[DATA SHOWN — start]

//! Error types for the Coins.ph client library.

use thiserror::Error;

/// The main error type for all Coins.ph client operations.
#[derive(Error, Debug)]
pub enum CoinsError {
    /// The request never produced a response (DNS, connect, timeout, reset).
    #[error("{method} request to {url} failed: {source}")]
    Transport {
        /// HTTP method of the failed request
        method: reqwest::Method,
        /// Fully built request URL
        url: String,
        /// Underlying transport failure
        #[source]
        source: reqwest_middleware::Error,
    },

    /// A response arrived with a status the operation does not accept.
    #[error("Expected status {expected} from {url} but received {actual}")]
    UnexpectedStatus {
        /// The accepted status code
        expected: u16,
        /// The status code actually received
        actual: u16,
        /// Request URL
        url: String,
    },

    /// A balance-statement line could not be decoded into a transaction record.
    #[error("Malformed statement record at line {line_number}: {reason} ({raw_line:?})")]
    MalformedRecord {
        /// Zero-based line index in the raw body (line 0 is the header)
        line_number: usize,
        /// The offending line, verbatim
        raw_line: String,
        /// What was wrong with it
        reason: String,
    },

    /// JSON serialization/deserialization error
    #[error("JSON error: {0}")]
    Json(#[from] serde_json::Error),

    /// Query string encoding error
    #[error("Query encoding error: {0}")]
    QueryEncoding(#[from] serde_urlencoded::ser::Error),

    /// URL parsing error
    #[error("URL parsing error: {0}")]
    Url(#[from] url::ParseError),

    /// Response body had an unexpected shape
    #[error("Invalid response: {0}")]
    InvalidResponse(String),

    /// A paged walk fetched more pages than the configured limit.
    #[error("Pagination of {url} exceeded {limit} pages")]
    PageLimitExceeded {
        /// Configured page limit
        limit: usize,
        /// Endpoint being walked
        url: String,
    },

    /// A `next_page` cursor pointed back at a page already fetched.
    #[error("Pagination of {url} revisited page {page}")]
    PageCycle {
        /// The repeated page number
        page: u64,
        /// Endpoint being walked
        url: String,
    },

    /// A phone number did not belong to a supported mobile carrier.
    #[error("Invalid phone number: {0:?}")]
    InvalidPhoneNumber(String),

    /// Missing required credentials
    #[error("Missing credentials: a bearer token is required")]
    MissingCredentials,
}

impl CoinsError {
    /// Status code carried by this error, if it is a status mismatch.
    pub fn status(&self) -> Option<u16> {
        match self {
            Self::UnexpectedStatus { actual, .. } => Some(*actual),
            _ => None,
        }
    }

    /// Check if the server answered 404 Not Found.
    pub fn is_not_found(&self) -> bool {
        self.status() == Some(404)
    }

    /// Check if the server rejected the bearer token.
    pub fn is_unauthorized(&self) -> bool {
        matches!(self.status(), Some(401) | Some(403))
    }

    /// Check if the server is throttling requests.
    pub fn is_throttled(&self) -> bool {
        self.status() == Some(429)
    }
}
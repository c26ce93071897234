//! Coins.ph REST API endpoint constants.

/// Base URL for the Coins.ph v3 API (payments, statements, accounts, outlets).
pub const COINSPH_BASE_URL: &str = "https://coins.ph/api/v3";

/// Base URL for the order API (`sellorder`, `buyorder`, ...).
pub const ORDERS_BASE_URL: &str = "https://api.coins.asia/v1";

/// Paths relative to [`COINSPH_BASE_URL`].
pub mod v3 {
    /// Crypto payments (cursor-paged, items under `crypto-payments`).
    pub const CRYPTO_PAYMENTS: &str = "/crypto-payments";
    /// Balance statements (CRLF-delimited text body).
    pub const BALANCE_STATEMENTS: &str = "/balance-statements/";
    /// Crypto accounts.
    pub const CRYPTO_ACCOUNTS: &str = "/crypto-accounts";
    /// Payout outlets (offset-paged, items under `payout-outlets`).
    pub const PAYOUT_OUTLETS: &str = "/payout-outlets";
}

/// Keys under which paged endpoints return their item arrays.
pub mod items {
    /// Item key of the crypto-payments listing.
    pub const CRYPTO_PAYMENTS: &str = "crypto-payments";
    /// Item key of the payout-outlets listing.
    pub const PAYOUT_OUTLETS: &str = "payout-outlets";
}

[DATA SHOWN — finish]

## WHAT YOU SHOULD DO
Word for word, transcribe each of the entries above.

## RESPONSE FOR THIS EXERCISE
//! Error types for the Coins.ph client library.

use thiserror::Error;

/// The main error type for all Coins.ph client operations.
#[derive(Error, Debug)]
pub enum CoinsError {
    /// The request never produced a response (DNS, connect, timeout, reset).
    #[error("{method} request to {url} failed: {source}")]
    Transport {
        /// HTTP method of the failed request
        method: reqwest::Method,
        /// Fully built request URL
        url: String,
        /// Underlying transport failure
        #[source]
        source: reqwest_middleware::Error,
    },

    /// A response arrived with a status the operation does not accept.
    #[error("Expected status {expected} from {url} but received {actual}")]
    UnexpectedStatus {
        /// The accepted status code
        expected: u16,
        /// The status code actually received
        actual: u16,
        /// Request URL
        url: String,
    },

    /// A balance-statement line could not be decoded into a transaction record.
    #[error("Malformed statement record at line {line_number}: {reason} ({raw_line:?})")]
    MalformedRecord {
        /// Zero-based line index in the raw body (line 0 is the header)
        line_number: usize,
        /// The offending line, verbatim
        raw_line: String,
        /// What was wrong with it
        reason: String,
    },

    /// JSON serialization/deserialization error
    #[error("JSON error: {0}")]
    Json(#[from] serde_json::Error),

    /// Query string encoding error
    #[error("Query encoding error: {0}")]
    QueryEncoding(#[from] serde_urlencoded::ser::Error),

    /// URL parsing error
    #[error("URL parsing error: {0}")]
    Url(#[from] url::ParseError),

    /// Response body had an unexpected shape
    #[error("Invalid response: {0}")]
    InvalidResponse(String),

    /// A paged walk fetched more pages than the configured limit.
    #[error("Pagination of {url} exceeded {limit} pages")]
    PageLimitExceeded {
        /// Configured page limit
        limit: usize,
        /// Endpoint being walked
        url: String,
    },

    /// A `next_page` cursor pointed back at a page already fetched.
    #[error("Pagination of {url} revisited page {page}")]
    PageCycle {
        /// The repeated page number
        page: u64,
        /// Endpoint being walked
        url: String,
    },

    /// A phone number did not belong to a supported mobile carrier.
    #[error("Invalid phone number: {0:?}")]
    InvalidPhoneNumber(String),

    /// Missing required credentials
    #[error("Missing credentials: a bearer token is required")]
    MissingCredentials,
}

impl CoinsError {
    /// Status code carried by this error, if it is a status mismatch.
    pub fn status(&self) -> Option<u16> {
        match self {
            Self::UnexpectedStatus { actual, .. } => Some(*actual),
            _ => None,
        }
    }

    /// Check if the server answered 404 Not Found.
    pub fn is_not_found(&self) -> bool {
        self.status() == Some(404)
    }

    /// Check if the server rejected the bearer token.
    pub fn is_unauthorized(&self) -> bool {
        matches!(self.status(), Some(401) | Some(403))
    }

    /// Check if the server is throttling requests.
    pub fn is_throttled(&self) -> bool {
        self.status() == Some(429)
    }
}
repository c26ce93071897234
//! Coins.ph REST API endpoint constants.

/// Base URL for the Coins.ph v3 API (payments, statements, accounts, outlets).
pub const COINSPH_BASE_URL: &str = "https://coins.ph/api/v3";

/// Base URL for the order API (`sellorder`, `buyorder`, ...).
pub const ORDERS_BASE_URL: &str = "https://api.coins.asia/v1";

/// Paths relative to [`COINSPH_BASE_URL`].
pub mod v3 {
    /// Crypto payments (cursor-paged, items under `crypto-payments`).
    pub const CRYPTO_PAYMENTS: &str = "/crypto-payments";
    /// Balance statements (CRLF-delimited text body).
    pub const BALANCE_STATEMENTS: &str = "/balance-statements/";
    /// Crypto accounts.
    pub const CRYPTO_ACCOUNTS: &str = "/crypto-accounts";
    /// Payout outlets (offset-paged, items under `payout-outlets`).
    pub const PAYOUT_OUTLETS: &str = "/payout-outlets";
}

/// Keys under which paged endpoints return their item arrays.
pub mod items {
    /// Item key of the crypto-payments listing.
    pub const CRYPTO_PAYMENTS: &str = "crypto-payments";
    /// Item key of the payout-outlets listing.
    pub const PAYOUT_OUTLETS: &str = "payout-outlets";
}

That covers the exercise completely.